Based on Democrats’ recent performances, the state was assumed to be a relative long shot for Republicans heading into 2014. The presumptive Republican nominee, Ken Buck, had already lost once to Democratic Senator Michael Bennett in 2010 despite historic gains for Republicans nationally. Gardner entered the race late after previously announcing he would stay in the House, prompting Buck to drop out and run for his now open seat.
Seeking to run up the score with women, Udall attacked Gardner relentlessly on reproductive rights issues. His campaign and Democratic allies spent millions targeting Gardner’s backing for a state personhood initiative, which would ban abortion and some forms of birth control.

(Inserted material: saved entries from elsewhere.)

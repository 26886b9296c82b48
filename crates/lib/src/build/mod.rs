//! Multi-node build coordination.
//!
//! [`Coordinator::build`] is the entry point. For a set of targets it:
//! - filters out nodes that failed to load
//! - assigns platforms to nodes and prepares one request per (target, node)
//! - validates cross-target links and exports before anything is sent
//! - routes identical local uploads through shared sessions
//! - dispatches every request concurrently, ordering dependents after the
//!   targets they use as contexts
//! - merges multi-node image results into one pushed index

pub mod deps;
pub mod dispatch;
pub mod types;

use std::collections::{BTreeMap, BTreeSet, HashMap};
use std::sync::Arc;

use tokio::task::JoinSet;
use tokio_util::sync::CancellationToken;
use tracing::{debug, info, warn};

use crate::backend::{BuildClient, SolveResponse};
use crate::config::BuildConfig;
use crate::consts::{BUILD_REF_KEY, EXPORTER_IMAGE_DESCRIPTOR, EXPORTER_IMAGE_DIGEST};
use crate::manifest::{self, ImageRegistry};
use crate::node::Node;
use crate::platform::Platform;
use crate::request::{
  EXPORT_OCI, EXPORT_TAR, PreparedRequest, ReleaseFn, RequestBuilder, RequestContext, SolveRequest,
};
use crate::resolve::NodeResolver;
use crate::session::{SharedSession, share_local_mounts};
use crate::waitmap::WaitMap;

use deps::{Placement, ResultMap, check_cycles, validate_links};
use dispatch::PairTask;

pub use types::{BuildError, Inputs, ResultHandle, ResultHandler, TargetOptions};

/// Extra response metadata supplied after a target finished (provenance,
/// VCS information).
pub trait MetadataProvider: Send + Sync {
  fn metadata(&self, target: &str, response: &SolveResponse) -> BTreeMap<String, String>;
}

/// Release callbacks run when the build returns, on every path.
#[derive(Default)]
struct ReleaseGuard {
  callbacks: Vec<ReleaseFn>,
}

impl ReleaseGuard {
  fn push(&mut self, release: Option<ReleaseFn>) {
    self.callbacks.extend(release);
  }
}

impl Drop for ReleaseGuard {
  fn drop(&mut self) {
    for release in self.callbacks.drain(..) {
      release();
    }
  }
}

/// One prepared (target, node) request.
struct Pair {
  node_index: usize,
  platforms: Vec<Platform>,
  request: SolveRequest,
  client: Arc<dyn BuildClient>,
}

/// Where a multi-node image is pushed after merging.
#[derive(Debug, Clone)]
struct MergePush {
  names: Vec<String>,
  insecure: bool,
}

struct PreparedTarget {
  pairs: Vec<Pair>,
  merge: Option<MergePush>,
}

/// Shared state handed to every target task.
#[derive(Clone)]
struct DispatchContext {
  nodes: Arc<[Node]>,
  results: Arc<ResultMap>,
  registrations: Arc<WaitMap<String, ()>>,
  children: Arc<HashMap<(usize, String), Vec<String>>>,
  handler: Option<ResultHandler>,
  registry: Option<Arc<dyn ImageRegistry>>,
  allow_fallback: bool,
}

/// Drives builds across a pool of nodes.
pub struct Coordinator {
  request_builder: Arc<dyn RequestBuilder>,
  registry: Option<Arc<dyn ImageRegistry>>,
  metadata: Option<Arc<dyn MetadataProvider>>,
  config: BuildConfig,
}

impl Coordinator {
  pub fn new(request_builder: Arc<dyn RequestBuilder>, config: BuildConfig) -> Self {
    Self {
      request_builder,
      registry: None,
      metadata: None,
      config,
    }
  }

  pub fn with_registry(mut self, registry: Arc<dyn ImageRegistry>) -> Self {
    self.registry = Some(registry);
    self
  }

  pub fn with_metadata(mut self, metadata: Arc<dyn MetadataProvider>) -> Self {
    self.metadata = Some(metadata);
    self
  }

  /// Build every target and return one response per target.
  pub async fn build(
    &self,
    nodes: &[Node],
    targets: &BTreeMap<String, TargetOptions>,
  ) -> Result<BTreeMap<String, SolveResponse>, BuildError> {
    self.build_with_result_handler(nodes, targets, None).await
  }

  /// Like [`build`](Self::build), also passing every solved per-(target,
  /// node) result to `handler` as soon as it is available.
  ///
  /// Node indexes in result handles refer to the nodes that loaded
  /// successfully, in their original order.
  pub async fn build_with_result_handler(
    &self,
    nodes: &[Node],
    targets: &BTreeMap<String, TargetOptions>,
    handler: Option<ResultHandler>,
  ) -> Result<BTreeMap<String, SolveResponse>, BuildError> {
    if nodes.is_empty() {
      return Err(BuildError::DriverRequired);
    }

    let available: Vec<Node> = nodes
      .iter()
      .filter(|node| {
        if let Some(err) = &node.load_error {
          warn!(node = %node.name, error = %err, "skipping node that failed to load");
        }
        node.is_available()
      })
      .cloned()
      .collect();
    if available.is_empty() {
      return Err(BuildError::NoValidDrivers);
    }

    let no_exports = targets.values().all(|t| t.exports.is_empty() && t.print.is_none());
    if no_exports && !available.iter().any(Node::is_local_daemon) {
      warn!("no output specified; build results will only remain in the build cache");
    }

    let multi_target = targets.len() > 1;
    let wrap = |target: &str, err: BuildError| if multi_target { err.for_target(target) } else { err };

    let resolver = NodeResolver::new(&available);
    let requested: BTreeMap<String, Vec<Platform>> =
      targets.iter().map(|(name, t)| (name.clone(), t.platforms.clone())).collect();
    let assigned = resolver.resolve(&requested).await?;

    let used: BTreeSet<usize> = assigned.values().flatten().map(|r| r.node_index).collect();
    let used: Vec<usize> = used.into_iter().collect();
    resolver.boot(&used).await?;
    resolver.preload_capabilities(&used).await?;
    debug!(nodes = ?used, "booted assigned nodes");

    let mut releases = ReleaseGuard::default();
    let mut prepared: BTreeMap<String, PreparedTarget> = BTreeMap::new();
    for (name, options) in targets {
      let mut pairs = Vec::new();
      for resolved in assigned.get(name).into_iter().flatten() {
        let node_index = resolved.node_index;
        let client = resolver.client(node_index).await?;
        let capabilities = resolver.capabilities(node_index).await?;
        let PreparedRequest { request, release } = self
          .request_builder
          .build_request(RequestContext {
            target: name,
            options,
            node: &available[node_index],
            node_index,
            platforms: &resolved.platforms,
            capabilities: &capabilities,
            config: &self.config,
          })
          .map_err(|err| wrap(name.as_str(), err.into()))?;
        releases.push(release);
        pairs.push(Pair {
          node_index,
          platforms: resolved.platforms.clone(),
          request,
          client,
        });
      }
      prepared.insert(name.clone(), PreparedTarget { pairs, merge: None });
    }

    let placement: Placement = prepared
      .iter()
      .map(|(name, t)| {
        let reqs = t.pairs.iter().map(|p| (p.node_index, p.request.frontend_attrs.clone())).collect();
        (name.clone(), reqs)
      })
      .collect();
    let children = validate_links(&placement)?;
    check_cycles(&placement)?;

    for (name, target) in prepared.iter_mut() {
      target.merge = self
        .validate_exports(&available, &mut target.pairs)
        .map_err(|err| wrap(name.as_str(), err))?;
    }

    let sessions = share_local_mounts(
      prepared
        .values_mut()
        .flat_map(|t| t.pairs.iter_mut())
        .map(|p| (p.node_index, &mut p.request)),
    );
    let clients: HashMap<usize, Arc<dyn BuildClient>> = prepared
      .values()
      .flat_map(|t| t.pairs.iter())
      .map(|p| (p.node_index, p.client.clone()))
      .collect();

    drop(resolver);
    info!(targets = prepared.len(), nodes = available.len(), sessions = sessions.len(), "dispatching build");
    let ctx = DispatchContext {
      nodes: Arc::from(available),
      results: Arc::new(WaitMap::new()),
      registrations: Arc::new(WaitMap::new()),
      children: Arc::new(children),
      handler,
      registry: self.registry.clone(),
      allow_fallback: self.config.allow_fallback_frontend,
    };
    let outcome = self.dispatch(ctx, prepared, multi_target).await;

    close_sessions(&sessions, &clients).await;
    drop(releases);
    outcome
  }

  /// Check exports of a target and prepare multi-node pushes.
  fn validate_exports(&self, nodes: &[Node], pairs: &mut [Pair]) -> Result<Option<MergePush>, BuildError> {
    if pairs.len() < 2 {
      return Ok(None);
    }

    let mut merge: Option<MergePush> = None;
    for pair in pairs.iter() {
      let local_daemon = nodes[pair.node_index].is_local_daemon();
      for export in &pair.request.exports {
        if export.kind == EXPORT_OCI || export.kind == EXPORT_TAR {
          return Err(BuildError::MultiNodeExport(export.kind.clone()));
        }
        if !export.push_requested() {
          continue;
        }
        if local_daemon {
          return Err(BuildError::MultiNodePushLocalDaemon);
        }
        let Some(names) = export.name() else {
          return Err(BuildError::MissingPushTag);
        };
        // The first pushed export decides names and registry settings.
        if merge.is_none() {
          merge = Some(MergePush {
            names: names.split(',').map(str::trim).filter(|n| !n.is_empty()).map(String::from).collect(),
            insecure: export.attrs.get("registry.insecure").is_some_and(|v| v == "true"),
          });
        }
      }
    }

    if merge.is_some() && self.registry.is_none() {
      return Err(BuildError::RegistryRequired);
    }

    // Nodes push by digest only; the merged index carries the tags.
    for pair in pairs.iter_mut() {
      for export in pair.request.exports.iter_mut().filter(|e| e.push_requested()) {
        if let Some(names) = export.name() {
          let repos = manifest::repository_names(names).join(",");
          export.attrs.insert("name".to_string(), repos);
        }
        export.attrs.insert("push-by-digest".to_string(), "true".to_string());
      }
    }
    Ok(merge)
  }

  async fn dispatch(
    &self,
    ctx: DispatchContext,
    prepared: BTreeMap<String, PreparedTarget>,
    multi_target: bool,
  ) -> Result<BTreeMap<String, SolveResponse>, BuildError> {
    let root = CancellationToken::new();
    let mut set = JoinSet::new();

    for (name, target) in prepared {
      let ctx = ctx.clone();
      let cancel = root.child_token();
      let task_name = name.clone();
      set.spawn(async move {
        let result = run_target(ctx, &task_name, target, cancel).await;
        (task_name, result)
      });
      debug!(target = %name, "spawned target");
    }

    let mut responses = BTreeMap::new();
    let mut first_error: Option<BuildError> = None;
    while let Some(joined) = set.join_next().await {
      let (name, result) = match joined {
        Ok(done) => done,
        Err(err) => {
          if first_error.is_none() {
            first_error = Some(BuildError::Task(err.to_string()));
            root.cancel();
          }
          continue;
        }
      };
      match result {
        Ok(mut response) => {
          if let Some(metadata) = &self.metadata {
            let extra = metadata.metadata(&name, &response);
            response.exporter_response.extend(extra);
          }
          responses.insert(name, response);
        }
        Err(err) => {
          if first_error.is_none() {
            warn!(target = %name, error = %err, "target failed, canceling build");
            first_error = Some(if multi_target { err.for_target(&name) } else { err });
            root.cancel();
          }
        }
      }
    }

    match first_error {
      Some(err) => Err(err),
      None => Ok(responses),
    }
  }
}

/// Dispatch every request of one target and aggregate the responses.
async fn run_target(
  ctx: DispatchContext,
  name: &str,
  target: PreparedTarget,
  cancel: CancellationToken,
) -> Result<SolveResponse, BuildError> {
  let mut set = JoinSet::new();
  let mut platforms = Vec::with_capacity(target.pairs.len());

  for (pos, pair) in target.pairs.into_iter().enumerate() {
    let node = &ctx.nodes[pair.node_index];
    platforms.push(pair.platforms);
    let task = PairTask {
      target: name.to_string(),
      node_index: pair.node_index,
      node_name: node.name.clone(),
      builder: node.builder.clone(),
      request: pair.request,
      client: pair.client,
      children: ctx
        .children
        .get(&(pair.node_index, name.to_string()))
        .cloned()
        .unwrap_or_default(),
      results: ctx.results.clone(),
      registrations: ctx.registrations.clone(),
      handler: ctx.handler.clone(),
      allow_fallback: ctx.allow_fallback,
      cancel: cancel.clone(),
    };
    let node_name = task.node_name.clone();
    set.spawn(async move { (pos, node_name, task.run().await) });
  }

  let mut responses: Vec<Option<(String, SolveResponse)>> = (0..platforms.len()).map(|_| None).collect();
  let mut first_error = None;
  while let Some(joined) = set.join_next().await {
    match joined {
      Ok((pos, node, Ok(response))) => responses[pos] = Some((node, response)),
      Ok((_, _, Err(err))) => {
        if first_error.is_none() {
          first_error = Some(err);
          cancel.cancel();
        }
      }
      Err(err) => {
        if first_error.is_none() {
          first_error = Some(BuildError::Task(err.to_string()));
          cancel.cancel();
        }
      }
    }
  }
  if let Some(err) = first_error {
    return Err(err);
  }

  let responses: Vec<(String, SolveResponse)> = responses.into_iter().flatten().collect();
  match target.merge {
    Some(push) if responses.len() > 1 => merge_and_push(&ctx, name, &push, &responses, &platforms).await,
    _ => responses
      .into_iter()
      .next()
      .map(|(_, response)| response)
      .ok_or_else(|| BuildError::Task(format!("no requests were prepared for target {name}"))),
  }
}

/// Combine per-node image descriptors into one index and push it under
/// every requested name.
async fn merge_and_push(
  ctx: &DispatchContext,
  name: &str,
  push: &MergePush,
  responses: &[(String, SolveResponse)],
  platforms: &[Vec<Platform>],
) -> Result<SolveResponse, BuildError> {
  let registry = ctx.registry.as_ref().ok_or(BuildError::RegistryRequired)?;

  let mut descriptors = Vec::with_capacity(responses.len());
  for ((node, response), platforms) in responses.iter().zip(platforms) {
    let mut descriptor = manifest::descriptor_from_response(node, response)?;
    if descriptor.platform.is_none()
      && let [platform] = platforms.as_slice()
    {
      descriptor.platform = Some(platform.clone());
    }
    descriptors.push(descriptor);
  }

  let (index, descriptor) = manifest::combine(&descriptors)?;
  info!(target = %name, digest = %descriptor.digest, manifests = descriptors.len(), "pushing merged image index");
  for tag in &push.names {
    registry.push(tag, &descriptor, &index, push.insecure).await?;
  }

  let mut response = SolveResponse::default();
  response
    .exporter_response
    .insert(EXPORTER_IMAGE_DIGEST.to_string(), descriptor.digest.clone());
  response
    .exporter_response
    .insert(EXPORTER_IMAGE_DESCRIPTOR.to_string(), manifest::encode_descriptor(&descriptor)?);
  if let Some(build_ref) = responses[0].1.exporter_response.get(BUILD_REF_KEY) {
    response
      .exporter_response
      .insert(BUILD_REF_KEY.to_string(), build_ref.clone());
  }
  Ok(response)
}

async fn close_sessions(sessions: &[Arc<SharedSession>], clients: &HashMap<usize, Arc<dyn BuildClient>>) {
  for session in sessions {
    let Some(client) = clients.get(&session.node_index()) else {
      continue;
    };
    if let Err(err) = session.close(client.as_ref()).await {
      warn!(session = %session.id(), error = %err, "failed to close shared session");
    }
  }
}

Unlike Buck, however, Gardner refused to be easily caricatured as a hardcore conservative even as his voting record placed him clearly on his party’s right flank. He responded by disavowing his support for the state initiative, but refused to back away from his vote for a federal version, claiming – despite fact checkers’ insistence to the contrary – that it was merely a symbolic pro-life measure. He ran ads saying he wanted birth control pills available over-the-counter to further cover his left flank.
As Election Day grew near, Gardner’s strategy started to yield dividends. Polls showed him closing the gap with women against a candidate whose entire campaign was based on widening it. The Denver Post, not known for its conservative bent, lent him a surprising endorsement and decried Udall’s “obnoxious one-issue campaign.”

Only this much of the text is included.